[Opening Data for processing section]

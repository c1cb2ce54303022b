//! Microsoft Graph style calendar provider over `reqwest`.

use crate::auth::EmailAddress;
use crate::config::CalendarSettings;
use crate::notification::{
    domain::CalendarEvent,
    ports::{AccessToken, CalendarError, CalendarProvider},
};
use async_trait::async_trait;
use chrono::NaiveDateTime;
use reqwest::Client;
use serde::{Deserialize, Serialize};

const GRAPH_SCOPE: &str = "https://graph.microsoft.com/.default";
const EVENT_TIME_FORMAT: &str = "%Y-%m-%dT%H:%M:%S";

#[derive(Debug, Deserialize)]
struct TokenResponse {
    access_token: String,
}

#[derive(Debug, Serialize)]
#[serde(rename_all = "camelCase")]
struct GraphEvent<'a> {
    subject: &'a str,
    body: GraphBody<'a>,
    start: GraphTime,
    end: GraphTime,
    #[serde(skip_serializing_if = "Option::is_none")]
    show_as: Option<&'static str>,
    #[serde(skip_serializing_if = "Option::is_none")]
    is_reminder_on: Option<bool>,
}

#[derive(Debug, Serialize)]
#[serde(rename_all = "camelCase")]
struct GraphBody<'a> {
    content_type: &'static str,
    content: &'a str,
}

#[derive(Debug, Serialize)]
#[serde(rename_all = "camelCase")]
struct GraphTime {
    date_time: String,
    time_zone: &'static str,
}

impl GraphTime {
    fn utc(value: NaiveDateTime) -> Self {
        Self {
            date_time: value.format(EVENT_TIME_FORMAT).to_string(),
            time_zone: "UTC",
        }
    }
}

impl<'a> GraphEvent<'a> {
    fn from_event(event: &'a CalendarEvent) -> Self {
        Self {
            subject: &event.subject,
            body: GraphBody {
                content_type: "HTML",
                content: &event.body_html,
            },
            start: GraphTime::utc(event.start),
            end: GraphTime::utc(event.end),
            show_as: event.show_as_free.then_some("free"),
            is_reminder_on: (!event.reminder_on).then_some(false),
        }
    }
}

/// Calendar provider using OAuth client credentials and the Graph events
/// API.
#[derive(Debug, Clone)]
pub struct GraphCalendarProvider {
    client: Client,
    token_url: String,
    graph_url: String,
    client_id: String,
    client_secret: String,
}

impl GraphCalendarProvider {
    /// Builds a provider from configuration.
    ///
    /// # Errors
    ///
    /// Returns [`CalendarError::Transport`] when the HTTP client cannot be
    /// built.
    pub fn from_settings(settings: &CalendarSettings) -> Result<Self, CalendarError> {
        let client = Client::builder()
            .timeout(settings.timeout())
            .build()
            .map_err(CalendarError::transport)?;
        Ok(Self {
            client,
            token_url: format!(
                "{}/{}/oauth2/v2.0/token",
                settings.authority_url.trim_end_matches('/'),
                settings.tenant_id
            ),
            graph_url: settings.graph_url.trim_end_matches('/').to_owned(),
            client_id: settings.client_id.clone(),
            client_secret: settings.client_secret.clone(),
        })
    }
}

#[async_trait]
impl CalendarProvider for GraphCalendarProvider {
    async fn acquire_token(&self) -> Result<AccessToken, CalendarError> {
        let params = [
            ("client_id", self.client_id.as_str()),
            ("client_secret", self.client_secret.as_str()),
            ("scope", GRAPH_SCOPE),
            ("grant_type", "client_credentials"),
        ];
        let response = self
            .client
            .post(&self.token_url)
            .form(&params)
            .send()
            .await
            .map_err(CalendarError::transport)?;
        if !response.status().is_success() {
            let status = response.status();
            let body = response.text().await.unwrap_or_default();
            return Err(CalendarError::Token(format!("{status}: {body}")));
        }
        let token: TokenResponse = response
            .json()
            .await
            .map_err(|err| CalendarError::Token(err.to_string()))?;
        Ok(AccessToken::new(token.access_token))
    }

    #[tracing::instrument(skip(self, token, event), fields(mailbox = %mailbox))]
    async fn create_event(
        &self,
        token: &AccessToken,
        mailbox: &EmailAddress,
        event: &CalendarEvent,
    ) -> Result<(), CalendarError> {
        let url = format!("{}/users/{}/events", self.graph_url, mailbox);
        let response = self
            .client
            .post(url)
            .bearer_auth(token.secret())
            .json(&GraphEvent::from_event(event))
            .send()
            .await
            .map_err(CalendarError::transport)?;
        if response.status().is_success() {
            return Ok(());
        }
        let status = response.status().as_u16();
        let body = response.text().await.unwrap_or_default();
        Err(CalendarError::Rejected { status, body })
    }
}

[Closing Data for processing section]

Exercise requirements
Set down every record above exactly as given.

Solution for this problem
repository c1cb2ce54303022b
//! Microsoft Graph style calendar provider over `reqwest`.

use crate::auth::EmailAddress;
use crate::config::CalendarSettings;
use crate::notification::{
    domain::CalendarEvent,
    ports::{AccessToken, CalendarError, CalendarProvider},
};
use async_trait::async_trait;
use chrono::NaiveDateTime;
use reqwest::Client;
use serde::{Deserialize, Serialize};

const GRAPH_SCOPE: &str = "https://graph.microsoft.com/.default";
const EVENT_TIME_FORMAT: &str = "%Y-%m-%dT%H:%M:%S";

#[derive(Debug, Deserialize)]
struct TokenResponse {
    access_token: String,
}

#[derive(Debug, Serialize)]
#[serde(rename_all = "camelCase")]
struct GraphEvent<'a> {
    subject: &'a str,
    body: GraphBody<'a>,
    start: GraphTime,
    end: GraphTime,
    #[serde(skip_serializing_if = "Option::is_none")]
    show_as: Option<&'static str>,
    #[serde(skip_serializing_if = "Option::is_none")]
    is_reminder_on: Option<bool>,
}

#[derive(Debug, Serialize)]
#[serde(rename_all = "camelCase")]
struct GraphBody<'a> {
    content_type: &'static str,
    content: &'a str,
}

#[derive(Debug, Serialize)]
#[serde(rename_all = "camelCase")]
struct GraphTime {
    date_time: String,
    time_zone: &'static str,
}

impl GraphTime {
    fn utc(value: NaiveDateTime) -> Self {
        Self {
            date_time: value.format(EVENT_TIME_FORMAT).to_string(),
            time_zone: "UTC",
        }
    }
}

impl<'a> GraphEvent<'a> {
    fn from_event(event: &'a CalendarEvent) -> Self {
        Self {
            subject: &event.subject,
            body: GraphBody {
                content_type: "HTML",
                content: &event.body_html,
            },
            start: GraphTime::utc(event.start),
            end: GraphTime::utc(event.end),
            show_as: event.show_as_free.then_some("free"),
            is_reminder_on: (!event.reminder_on).then_some(false),
        }
    }
}

/// Calendar provider using OAuth client credentials and the Graph events
/// API.
#[derive(Debug, Clone)]
pub struct GraphCalendarProvider {
    client: Client,
    token_url: String,
    graph_url: String,
    client_id: String,
    client_secret: String,
}

impl GraphCalendarProvider {
    /// Builds a provider from configuration.
    ///
    /// # Errors
    ///
    /// Returns [`CalendarError::Transport`] when the HTTP client cannot be
    /// built.
    pub fn from_settings(settings: &CalendarSettings) -> Result<Self, CalendarError> {
        let client = Client::builder()
            .timeout(settings.timeout())
            .build()
            .map_err(CalendarError::transport)?;
        Ok(Self {
            client,
            token_url: format!(
                "{}/{}/oauth2/v2.0/token",
                settings.authority_url.trim_end_matches('/'),
                settings.tenant_id
            ),
            graph_url: settings.graph_url.trim_end_matches('/').to_owned(),
            client_id: settings.client_id.clone(),
            client_secret: settings.client_secret.clone(),
        })
    }
}

#[async_trait]
impl CalendarProvider for GraphCalendarProvider {
    async fn acquire_token(&self) -> Result<AccessToken, CalendarError> {
        let params = [
            ("client_id", self.client_id.as_str()),
            ("client_secret", self.client_secret.as_str()),
            ("scope", GRAPH_SCOPE),
            ("grant_type", "client_credentials"),
        ];
        let response = self
            .client
            .post(&self.token_url)
            .form(&params)
            .send()
            .await
            .map_err(CalendarError::transport)?;
        if !response.status().is_success() {
            let status = response.status();
            let body = response.text().await.unwrap_or_default();
            return Err(CalendarError::Token(format!("{status}: {body}")));
        }
        let token: TokenResponse = response
            .json()
            .await
            .map_err(|err| CalendarError::Token(err.to_string()))?;
        Ok(AccessToken::new(token.access_token))
    }

    #[tracing::instrument(skip(self, token, event), fields(mailbox = %mailbox))]
    async fn create_event(
        &self,
        token: &AccessToken,
        mailbox: &EmailAddress,
        event: &CalendarEvent,
    ) -> Result<(), CalendarError> {
        let url = format!("{}/users/{}/events", self.graph_url, mailbox);
        let response = self
            .client
            .post(url)
            .bearer_auth(token.secret())
            .json(&GraphEvent::from_event(event))
            .send()
            .await
            .map_err(CalendarError::transport)?;
        if response.status().is_success() {
            return Ok(());
        }
        let status = response.status().as_u16();
        let body = response.text().await.unwrap_or_default();
        Err(CalendarError::Rejected { status, body })
    }
}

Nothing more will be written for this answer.